> **Task**
Produce as output only the lines below starting at the line with "#[derive(Debug, Clone, Copy, PartialEq, Eq)]" and continuing through the line with "callbacks; the driver", each one exactly as written.

> **Material for the task**

^^^^

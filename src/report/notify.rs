//! Wireless notification sink
//!
//! The wireless transport itself (connection handshake, characteristic
//! encoding) is outside this crate; the boundary is a bounded channel of
//! formatted messages plus a shared connection flag owned by the transport.
//! Publishing while no peer is connected fails sink-locally; the driver
//! loop is never affected.

use crate::report::{ReportSink, Severity, SinkError};
use crossbeam_channel::{Receiver, Sender, TrySendError};
use std::sync::atomic::{AtomicBool, Ordering};
use std::sync::Arc;

/// Outbound message queue depth
pub const NOTIFY_QUEUE_DEPTH: usize = 32;

/// A connection lifecycle edge observed by [`ConnectionWatch::poll`]
#[derive(Debug, Clone, Copy, PartialEq, Eq)]
pub enum ConnectionEdge {
    Connected,
    Disconnected,
}

/// Poll-based view of the peer connection lifecycle
///
/// The transport flips the shared flag from its own callbacks; the driver
/// polls once per loop iteration and reacts to edges (a disconnect requests
/// an advertising restart). Polling never interrupts an in-progress step.
#[derive(Debug)]
pub struct ConnectionWatch {
    connected: Arc<AtomicBool>,
    was_connected: bool,
    advertising_restarts: u64,
}

impl ConnectionWatch {
    pub fn new(connected: Arc<AtomicBool>) -> Self {
        Self {
            connected,
            was_connected: false,
            advertising_restarts: 0,
        }
    }

    pub fn is_connected(&self) -> bool {
        self.connected.load(Ordering::Relaxed)
    }

    /// Observe the flag and report an edge if one occurred since last poll
    pub fn poll(&mut self) -> Option<ConnectionEdge> {
        let now = self.is_connected();
        let edge = match (self.was_connected, now) {
            (false, true) => Some(ConnectionEdge::Connected),
            (true, false) => {
                self.advertising_restarts += 1;
                tracing::info!("Peer disconnected, restarting advertising");
                Some(ConnectionEdge::Disconnected)
            }
            _ => None,
        };
        self.was_connected = now;
        edge
    }

    /// Number of advertising restarts requested so far
    pub fn advertising_restarts(&self) -> u64 {
        self.advertising_restarts
    }
}

/// Notification sink publishing into the transport channel
pub struct NotifySink {
    tx: Sender<String>,
    connected: Arc<AtomicBool>,
}

impl NotifySink {
    /// Create the sink and the receiving end of the transport boundary
    ///
    /// The transport drains the receiver and owns the `connected` flag.
    pub fn channel(connected: Arc<AtomicBool>) -> (Self, Receiver<String>) {
        let (tx, rx) = crossbeam_channel::bounded(NOTIFY_QUEUE_DEPTH);
        (Self { tx, connected }, rx)
    }

    pub fn is_connected(&self) -> bool {
        self.connected.load(Ordering::Relaxed)
    }

    fn send(&self, message: String) -> Result<(), SinkError> {
        if !self.is_connected() {
            return Err(SinkError::NotConnected);
        }
        match self.tx.try_send(message) {
            Ok(()) => Ok(()),
            Err(TrySendError::Full(_)) => Err(SinkError::ChannelFull),
            Err(TrySendError::Disconnected(_)) => Err(SinkError::ChannelClosed),
        }
    }
}

impl ReportSink for NotifySink {
    fn name(&self) -> &'static str {
        "notify"
    }

    fn present(&mut self, main: &str, sub: &str, severity: Severity) -> Result<(), SinkError> {
        let timestamp = chrono::Local::now().format("%H:%M:%S");
        let prefix = match severity {
            Severity::Error => "ERROR: ",
            Severity::Warning => "WARN: ",
            _ => "",
        };
        let message = if sub.is_empty() {
            format!("[{}] {}{}", timestamp, prefix, main)
        } else {
            format!("[{}] {}{} - {}", timestamp, prefix, main, sub)
        };
        self.send(message)
    }

    fn progress(&mut self, current: usize, total: usize, label: &str) -> Result<(), SinkError> {
        let percent = (current.min(total) * 100) / total.max(1);
        self.send(format!(
            "Recording: {}% ({}/{}) - {}",
            percent, current, total, label
        ))
    }

    fn publish(&mut self, message: &str) -> Result<(), SinkError> {
        self.send(message.to_string())
    }
}

#[cfg(test)]
mod tests {
    use super::*;

    fn connected_sink() -> (NotifySink, Receiver<String>, Arc<AtomicBool>) {
        let flag = Arc::new(AtomicBool::new(true));
        let (sink, rx) = NotifySink::channel(Arc::clone(&flag));
        (sink, rx, flag)
    }

    #[test]
    fn test_publish_delivers() {
        let (mut sink, rx, _flag) = connected_sink();
        sink.publish("hello").unwrap();
        assert_eq!(rx.try_recv().unwrap(), "hello");
    }

    #[test]
    fn test_publish_without_peer_fails() {
        let (mut sink, rx, flag) = connected_sink();
        flag.store(false, Ordering::Relaxed);
        assert!(matches!(
            sink.publish("hello"),
            Err(SinkError::NotConnected)
        ));
        assert!(rx.try_recv().is_err(), "Nothing may be queued while disconnected");
    }

    #[test]
    fn test_present_formats_severity_prefix() {
        let (mut sink, rx, _flag) = connected_sink();
        sink.present("Classification failed", "", Severity::Error)
            .unwrap();
        let message = rx.try_recv().unwrap();
        assert!(message.contains("ERROR: Classification failed"), "{}", message);
    }

    #[test]
    fn test_progress_message_shape() {
        let (mut sink, rx, _flag) = connected_sink();
        sink.progress(24000, 48000, "440Hz Sine").unwrap();
        let message = rx.try_recv().unwrap();
        assert!(message.contains("50%"), "{}", message);
        assert!(message.contains("(24000/48000)"), "{}", message);
    }

    #[test]
    fn test_full_queue_reports_error() {
        let (mut sink, _rx, _flag) = connected_sink();
        for _ in 0..NOTIFY_QUEUE_DEPTH {
            sink.publish("fill").unwrap();
        }
        assert!(matches!(sink.publish("over"), Err(SinkError::ChannelFull)));
    }

    #[test]
    fn test_connection_watch_edges() {
        let flag = Arc::new(AtomicBool::new(false));
        let mut watch = ConnectionWatch::new(Arc::clone(&flag));

        assert_eq!(watch.poll(), None, "No edge while disconnected");

        flag.store(true, Ordering::Relaxed);
        assert_eq!(watch.poll(), Some(ConnectionEdge::Connected));
        assert_eq!(watch.poll(), None, "Level does not repeat the edge");

        flag.store(false, Ordering::Relaxed);
        assert_eq!(watch.poll(), Some(ConnectionEdge::Disconnected));
        assert_eq!(watch.advertising_restarts(), 1);
    }
}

^^^^

> **Result for this exercise**
#[derive(Debug, Clone, Copy, PartialEq, Eq)]
pub enum ConnectionEdge {
    Connected,
    Disconnected,
}

/// Poll-based view of the peer connection lifecycle
///
/// The transport flips the shared flag from its own callbacks; the driver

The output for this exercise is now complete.